BMC’s annual Federal user group conference, Exchange, was held this on June 7 at the Marriott Wardman Park in Washington, DC. Attendance was up this year with more than 400 customers, partners, and BMC employees in attendance RightStar and BMC presented, Increasing Employee Productivity with a Digital Workplace Initiative, to a room full of attendees. Here is a short Exchange 2017 update.
Dan Streetman, BMC Senior VP, Worldwide Strategic Sales and Operations acted as the host for Exchange and opened with talk about the digitalization of government. He cited several examples of government done well, like real time earthquake information from the Department of the Interior, prospective driver crash and inspection information from the Department of Transportation, and a “bug bounty program set up by the Pentagon.
Dan looked at service innovation using a new graphic, borrowing from DevOps:
The objective of any mature service desk is to “shift left” or reduce the calls to the service desk through self-help, improved knowledge or problem management, and better workflow or AI tools. And BMC has the right tools to truly innovate the service desk: Monitoring tools, like TrueSight; Policy tools like BladeLogic (Threat Director), Automation tools like Atrium Orchestrator, and Workflow tools like Remedy with Smart IT.
Keynote speakers included Margaret Graves, Deputy CIO, White House OMB, and Don Rucker, MD, National Coordinator for Health IT. Margaret spoke about modernizing government and mentioned that agencies today need better collaboration and used USCIS / Department of State as an example of the need for interagency communication. Modern IT can help.

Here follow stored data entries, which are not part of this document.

impl JobQueue for MemoryBackend {
    fn publish(&self, job: Job, run_at: DateTime<Utc>) -> BoxFuture<'_, Result<JobId>> {
        let now = self.now();
        Box::pin(async move {
            let mut state = self.state.write().await;
            state.take_failure(FailPoint::Publish)?;
            state.push_job(&job, run_at, now)
        })
    }

    fn claim(
        &self,
        queue: QueueName,
        batch_size: usize,
        visibility: chrono::Duration,
    ) -> BoxFuture<'_, Result<Vec<JobRecord>>> {
        let now = self.now();
        Box::pin(async move {
            let mut state = self.state.write().await;
            state.take_failure(FailPoint::Claim)?;

            let mut due: Vec<usize> = state
                .jobs
                .iter()
                .enumerate()
                .filter(|(_, job)| job.queue == queue.as_str())
                .filter(|(_, job)| match job.status {
                    JobStatus::Pending => job.run_at <= now,
                    JobStatus::Running => job.locked_until.is_some_and(|until| until <= now),
                    JobStatus::Completed | JobStatus::Failed => false,
                })
                .map(|(index, _)| index)
                .collect();
            due.sort_by_key(|index| state.jobs[*index].run_at);
            due.truncate(batch_size);

            let mut claimed = Vec::with_capacity(due.len());
            for index in due {
                let job = &mut state.jobs[index];
                job.status = JobStatus::Running;
                job.attempts += 1;
                job.locked_until = Some(now + visibility);
                job.updated_at = now;
                claimed.push(job.clone());
            }
            Ok(claimed)
        })
    }

    fn complete(&self, id: JobId) -> BoxFuture<'_, Result<()>> {
        let now = self.now();
        Box::pin(async move {
            let mut state = self.state.write().await;
            let job = state.job_mut(id)?;
            job.status = JobStatus::Completed;
            job.locked_until = None;
            job.updated_at = now;
            Ok(())
        })
    }

    fn retry(
        &self,
        id: JobId,
        run_at: DateTime<Utc>,
        reason: Option<String>,
    ) -> BoxFuture<'_, Result<()>> {
        let now = self.now();
        Box::pin(async move {
            let mut state = self.state.write().await;
            let job = state.job_mut(id)?;
            job.status = JobStatus::Pending;
            job.run_at = run_at;
            job.locked_until = None;
            if reason.is_some() {
                job.last_error = reason;
            }
            job.updated_at = now;
            Ok(())
        })
    }

    fn fail(&self, id: JobId, reason: String) -> BoxFuture<'_, Result<()>> {
        let now = self.now();
        Box::pin(async move {
            let mut state = self.state.write().await;
            let job = state.job_mut(id)?;
            job.status = JobStatus::Failed;
            job.locked_until = None;
            job.last_error = Some(reason);
            job.updated_at = now;
            Ok(())
        })
    }
}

Don Rucker then described the progress that has been made in medical IT, especially electronic medical records, and discussed several government success stories.
RightStar’s session detailed the progress at DOJ we have made in replacing a paper catalog system housed on SharePoint with BMC’s MyIT Service Broker.
The old manual system was based on PDF and Excel spreadsheets that the requestor filled out and submitted. This system had no audit trail or tracking mechanism, and no way to report on the outcome of the request and associated cost.
The new system has a modern “Amazon-like” interface that makes it faster and easier for DOJ users to access IT services. The trial system is now live and DOJ is looking to roll this out to all.